Three years ago, today she died of a drug overdose, alone in her apartment. It would be another 24 hours before she was discovered and about 36 hours before I got a phone call during my 50th birthday party. I spent my 50th birthday a couple of days later that year making arrangements and trying to console my inconsolable mother. I would write and deliver her eulogy a few weeks later when we buried her ashes in the  Elkhart Cemetary. I had a small bit of her placed in a sterling silver and tourquise heart that stays with my in my motor home.

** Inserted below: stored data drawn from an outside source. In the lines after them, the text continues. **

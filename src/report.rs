use std::sync::Arc;

use crate::error::{Error, Result};
use crate::fetch::{DiscardFailures, Fetch, FetchPipe};
use crate::pipeline::broadcast::broadcast;
use crate::pipeline::cancel::CancelToken;
use crate::pipeline::chain::PipeExt;
use crate::pipeline::fan_in::fan_in;
use crate::pipeline::pipe::Pipe;
use crate::pipeline::runtime::Runtime;
use crate::pipeline::shared::SharedReceiver;
use crate::pipeline::take::TakePipe;
use crate::summary::frequent::FrequentWords;
use crate::summary::longest::LongestWords;
use crate::token::words::WordTokenizer;

pub struct ReportConfig {
    /// Parallel download stages competing for the URL queue.
    pub fetchers: usize,
    /// Word-stream cap; reaching it shuts the producer side down.
    pub word_cap: usize,
    /// Entries in each summary.
    pub top: usize,
    /// Channel capacity between stages. 1 keeps handoff synchronous.
    pub buffer: usize,
}

impl Default for ReportConfig {
    fn default() -> Self {
        Self {
            fetchers: 20,
            word_cap: 10_000,
            top: 10,
            buffer: 1,
        }
    }
}

pub struct Report {
    pub longest: String,
    pub frequent: String,
}

/// Wire and run the full word-summary topology:
///
/// ```text
/// urls -> fetch xK -> fan-in -> discard failures -> tokenize
///      -> take(word_cap) -> broadcast(2) -> {longest, frequent}
/// ```
///
/// Two cancellation scopes are in play. The producer side up to and
/// including the take runs under an internal upstream token, which the take
/// triggers when the word cap is reached. Everything after the broadcast
/// runs under the caller's `shutdown` token, so capping production never
/// cuts off the sinks mid-aggregation. An external `shutdown` is forwarded
/// to the upstream scope, stopping both sides.
///
/// Every stage task is joined before returning; the first stage error wins.
/// If `shutdown` fires before both summaries are produced, the result is
/// [`Error::Cancelled`].
pub async fn run<S, F>(
    urls: S,
    fetcher: Arc<F>,
    config: ReportConfig,
    shutdown: CancelToken,
) -> Result<Report>
where
    S: Pipe<(), String> + Send + Sync + 'static,
    F: Fetch + 'static,
{
    let rt = Runtime::new().buffer(config.buffer);
    let upstream = CancelToken::default();

    let watcher = {
        let shutdown = shutdown.clone();
        let upstream = upstream.clone();
        tokio::spawn(async move {
            shutdown.cancelled().await;
            upstream.cancel();
        })
    };

    let (urls_rx, urls_handle) = rt.source(&upstream, urls);
    let url_queue = SharedReceiver::new(urls_rx);

    let mut stage_handles = vec![urls_handle];
    let mut page_rxs = Vec::with_capacity(config.fetchers);
    for _ in 0..config.fetchers {
        let (rx, handle) = rt.source(&upstream, FetchPipe::new(url_queue.clone(), fetcher.clone()));
        page_rxs.push(rx);
        stage_handles.push(handle);
    }

    let (pages_rx, fan_in_handle) = fan_in(&upstream, page_rxs, config.buffer);

    let (words_rx, words_handle) =
        rt.attach(&upstream, pages_rx, DiscardFailures.pipe(WordTokenizer::new()));
    stage_handles.push(words_handle);

    let (capped_rx, take_handle) = rt.attach(
        &upstream,
        words_rx,
        TakePipe::new(config.word_cap, upstream.clone()),
    );
    stage_handles.push(take_handle);

    let (branches, broadcast_handle) = broadcast(&shutdown, capped_rx, 2, config.buffer);
    let mut branches = branches.into_iter();
    let (Some(longest_in), Some(frequent_in)) = (branches.next(), branches.next()) else {
        return Err(Error::pipeline("broadcast returned too few outputs"));
    };

    let (mut longest_rx, longest_handle) =
        rt.attach(&shutdown, longest_in, LongestWords::new(config.top));
    let (mut frequent_rx, frequent_handle) =
        rt.attach(&shutdown, frequent_in, FrequentWords::new(config.top));
    stage_handles.push(longest_handle);
    stage_handles.push(frequent_handle);

    let (longest, frequent) = tokio::join!(longest_rx.recv(), frequent_rx.recv());

    // Quiescence: every stage task must have ended by now; a stage error
    // takes precedence over the summary values.
    for handle in stage_handles {
        handle.await??;
    }
    fan_in_handle.await?;
    broadcast_handle.await?;
    watcher.abort();

    match (longest, frequent) {
        (Some(longest), Some(frequent)) => Ok(Report { longest, frequent }),
        _ => Err(Error::Cancelled),
    }
}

My message is simple, addicts feel alone as a result of the behaviors and choices. People who love them watch in dismay as they slowly self-destruct. I took my turn as many others who loved her trying to help her, not only by giving her money and a place to live many times. Caring for her son, who committed suicide at age 19, I believe as a direct result of his inability to find is way out of the life she forced him to live most of his young life, in the shadow and wreckage of her addict life. The last few years of her life I was angry as hell at her for her continued choices and seeming inability to recover for any length of time. But…. I NEVER STOPPED LOVING HER OR BELIEVING SHE HAD IT IN HER TO RECOVER!  That is the message.

I shout this from the rooftops hoping that maybe there is someone in my path who is battling an addiction and woke up today, weary and not wanting to stay the path because it’s hard and they don’t thing anyone cares. I say to you ‘You are wrong!” People care, and they want you to succeed.  There are many people in my life who I love deeply who fight this fight everyday with varying degrees of triumph. Keep fighting. As I always say to people who come to me for support “Stay on the high road, the view is much better from up there!” This is where the inspiration for the name of this blog comes from.

Addiction isn’t just illegal drugs, it comes in the form of food addictions, cigarettes, alcohol and yes, abusive relationships as I experienced personally in my young adult life. You are good enough to have a better life. Say it out loud to yourself every day and find whatever it takes to see your way out. If you don’t you will surely succumb to the demon one day.

I don’t know if Susan’s overdoes was intentional, or accidental but the end result was the same. She died at her own hand, far too young and took with her, an amazing talent and beautiful soul. She is a part of me and I believe I will find her again someday in another life. In the meantime, her presence visits me from time to time and sets my heart at ease, knowing that she is finally free, just not in the way I had hoped for. It still hurts like hell to know I will never celebrate a birthday with both of my sisters the way we used too, since our dates were so close together in the summer.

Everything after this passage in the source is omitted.